Per la precisione erano le 4 e 47. Ricordo bene quell’orario. Ricordo bene la stanza dalle pareti bianche nella quale mi trovavo. Ricordo bene mio padre che camminava avanti e dietro per il corridoio con la sigaretta ancora spenta in mano, e non si fermava, faceva due passi veloci e poi si girava e ne faceva altri due, aveva lo sguardo fisso sul pavimento, perso nel vuoto. Ricordo il profumo del maglione di mia madre, che avevo impregnato di lacrime. Ricordo la mia espressione quando il veterinario mentre si levava i guanti bianchi con la testa bassa, ci comunicava l’ora del decesso. 4 e 47. Maledette, dannate 4 e 47.
Dopo circa mezz’ora, ci consegnò una scatola. Una scatola grande. Bianca anche questa e molto pesante. Non riuscii a guardarla per più di un secondo.
Una parte di me era in quella scatola. Era come se avessi perso la più cara amica che avevo e non riuscivo a trovare le parole per urlare il dolore che provavo dentro.
 
 
Non andai a scuola per tre giorni, un bell’inizio, no?
Furono tre giorni di messaggi e chiamate alle quali non risposi.
Joe mi aveva chiamato 23 volte. E per 23 volte non ho trovato il coraggio di accettare la chiamata e rispondergli.
Mi mancava da morire. Ma credevo che non sarei stata molto di compagnia con il mio umore “da funerale” era proprio il caso di dirlo.
Il pomeriggio del terzo giorno il campanello di casa suonò.
Ero sola in casa, e cercavo di dormire, arrivai alla porta trascinandomi sulle pantofole.

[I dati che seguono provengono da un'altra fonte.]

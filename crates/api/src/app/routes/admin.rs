//! Company administration.

use std::sync::Arc;

use axum::{
    Json, Router,
    extract::Extension,
    http::StatusCode,
    response::{IntoResponse, Response},
    routing::post,
};

use crate::app::routes::common::guard;
use crate::app::{errors, services::AppServices};
use crate::authz::ADMIN_BOOTSTRAP;
use crate::context::{PrincipalContext, TenantContext};

pub fn router() -> Router {
    Router::new().route("/bootstrap", post(bootstrap))
}

/// Seed a demo client and product for the caller's company (idempotent).
pub async fn bootstrap(
    Extension(services): Extension<Arc<AppServices>>,
    Extension(tenant): Extension<TenantContext>,
    Extension(principal): Extension<PrincipalContext>,
) -> Response {
    if let Err(resp) = guard(&tenant, &principal, ADMIN_BOOTSTRAP) {
        return resp;
    }

    match services.bootstrap_company_defaults(tenant.company_id()) {
        Ok(report) => (
            StatusCode::OK,
            Json(serde_json::json!({
                "client_id": report.client_id.map(|id| id.to_string()),
                "product_id": report.product_id.map(|id| id.to_string()),
            })),
        )
            .into_response(),
        Err(e) => errors::service_error_to_response(e),
    }
}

Aperta la porta, sentii il cuore arrivare in gola e tornare indietro nel giro di un nanosecondo.
 
“Joe, che ci fai qui?!”
“Ti ho accompagnata a casa,non ricordi?”
“Già, ma perché sei venuto?”
“Non mi hai risposto. Ti ho chiamato..”
“Si, non ero dell’umore.”
“Si ho saputo..”
“Come?”
“E’ una lunga storia..”
“Ah, ma non mi hai ancora risposto. ”
“A cosa?”
“Perché sei venuto?”
“Ma quante domande fai?”
“Mai abbastanza, avanti rispondi”
“Volevo vederti, tutto qui, d’accordo?”
Il battito cominciò ad accellerare e le mani a tremare.

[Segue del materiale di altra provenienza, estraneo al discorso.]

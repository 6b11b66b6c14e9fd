//! Runtime configuration.
//!
//! Sources, later ones winning: built-in dev defaults, an optional
//! `facturas.toml` in the working directory, then `FACTURAS_*` environment
//! variables (a `.env` file is loaded first if present).

use serde::Deserialize;
use thiserror::Error;

pub const DEV_JWT_SECRET: &str = "dev-secret";

#[derive(Debug, Error)]
pub enum ConfigError {
    #[error("configuration error: {0}")]
    Load(#[from] ::config::ConfigError),
}

#[derive(Debug, Clone, Deserialize, PartialEq, Eq)]
pub struct AppConfig {
    /// Socket address the HTTP server binds to.
    pub bind_addr: String,
    /// Shared HS256 secret used to verify bearer tokens.
    pub jwt_secret: String,
    /// `tracing` filter directive, e.g. `info` or `facturas_infra=debug`.
    pub log_filter: String,
}

impl AppConfig {
    pub fn load() -> Result<Self, ConfigError> {
        dotenvy::dotenv().ok();
        Self::from_sources(::config::Environment::with_prefix("FACTURAS"))
    }

    fn from_sources(env: ::config::Environment) -> Result<Self, ConfigError> {
        let cfg = ::config::Config::builder()
            .set_default("bind_addr", "0.0.0.0:8080")?
            .set_default("jwt_secret", DEV_JWT_SECRET)?
            .set_default("log_filter", "info")?
            .add_source(::config::File::with_name("facturas").required(false))
            .add_source(env)
            .build()?;

        Ok(cfg.try_deserialize()?)
    }

    /// Whether the token secret is still the built-in development default.
    pub fn uses_dev_secret(&self) -> bool {
        self.jwt_secret == DEV_JWT_SECRET
    }
}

“Si…cioè grazie..cioè.. anch’io..”
Il suo sguardo sembrò illuminarsi mentre farfugliavo come un idiota.
“Vuoi entrare?”
“Si…cioè grazie…cioè…” mi prese in giro.
Gli diedi una spinta sulla spalla e risi.

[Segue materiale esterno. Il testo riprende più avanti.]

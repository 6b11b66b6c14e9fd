use chrono::{DateTime, Utc};
use serde::{Deserialize, Serialize};
use thiserror::Error;

use facturas_core::CompanyId;

use crate::{PrincipalId, Role};

/// JWT claims model (transport-agnostic).
///
/// A token binds its subject to exactly one company; every domain request is
/// scoped to that company.
#[derive(Debug, Clone, PartialEq, Eq, Serialize, Deserialize)]
pub struct JwtClaims {
    /// Subject / principal identifier.
    pub sub: PrincipalId,

    /// The company the principal acts for.
    pub company_id: CompanyId,

    /// Roles granted within that company.
    pub roles: Vec<Role>,

    /// Issued-at timestamp.
    pub issued_at: DateTime<Utc>,

    /// Expiration timestamp.
    pub expires_at: DateTime<Utc>,
}

#[derive(Debug, Error, Clone, PartialEq, Eq)]
pub enum TokenValidationError {
    #[error("token has expired")]
    Expired,

    #[error("token not yet valid (issued_at is in the future)")]
    NotYetValid,

    #[error("invalid token time window (expires_at <= issued_at)")]
    InvalidTimeWindow,

    #[error("malformed or unsigned token: {0}")]
    Malformed(String),
}

/// Deterministically validate JWT claims.
///
/// Checks the time window only; see [`crate::jwt`] for signature checks.
pub fn validate_claims(claims: &JwtClaims, now: DateTime<Utc>) -> Result<(), TokenValidationError> {
    if claims.expires_at <= claims.issued_at {
        return Err(TokenValidationError::InvalidTimeWindow);
    }
    if now < claims.issued_at {
        return Err(TokenValidationError::NotYetValid);
    }
    if now >= claims.expires_at {
        return Err(TokenValidationError::Expired);
    }
    Ok(())
}

#[cfg(test)]
mod tests {
    use super::*;
    use chrono::Duration;

    fn claims(issued_at: DateTime<Utc>, ttl: Duration) -> JwtClaims {
        JwtClaims {
            sub: PrincipalId::new(),
            company_id: CompanyId::new(),
            roles: vec![Role::new("user")],
            issued_at,
            expires_at: issued_at + ttl,
        }
    }

    #[test]
    fn accepts_token_inside_its_window() {
        let now = Utc::now();
        let c = claims(now - Duration::minutes(1), Duration::minutes(10));
        assert_eq!(validate_claims(&c, now), Ok(()));
    }

    #[test]
    fn rejects_expired_future_and_inverted_windows() {
        let now = Utc::now();
        let expired = claims(now - Duration::minutes(20), Duration::minutes(10));
        assert_eq!(validate_claims(&expired, now), Err(TokenValidationError::Expired));

        let future = claims(now + Duration::minutes(5), Duration::minutes(10));
        assert_eq!(validate_claims(&future, now), Err(TokenValidationError::NotYetValid));

        let inverted = claims(now, Duration::zero());
        assert_eq!(
            validate_claims(&inverted, now),
            Err(TokenValidationError::InvalidTimeWindow)
        );
    }
}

Portai del succo d’arancia e ci sedemmo sul divano.
La pallina di Molly era tra i cuscini, Joe la prese e me la porse.
La presi e sorrisi, cercando di trattenere le lacrime.
“Non ci ha mai giocato, era troppo pigra per farlo, mi ricordo i pomeriggi passati a lanciarla e poi alla fine ero io che correvo a prenderla..”
 
“Come stai, Lizzie?”
“Alla grande, non si vede?”
“Finiscila. Ero in pensiero per te. Vuoi parlarne?”
“No.”
“Provaci.”
 
Prese un cuscino e lo mise sulle sue gambe, mi fece segno di sdraiarmi lì. Mi accucciai sulle sue gambe, mentre con le dita giocava con i miei capelli.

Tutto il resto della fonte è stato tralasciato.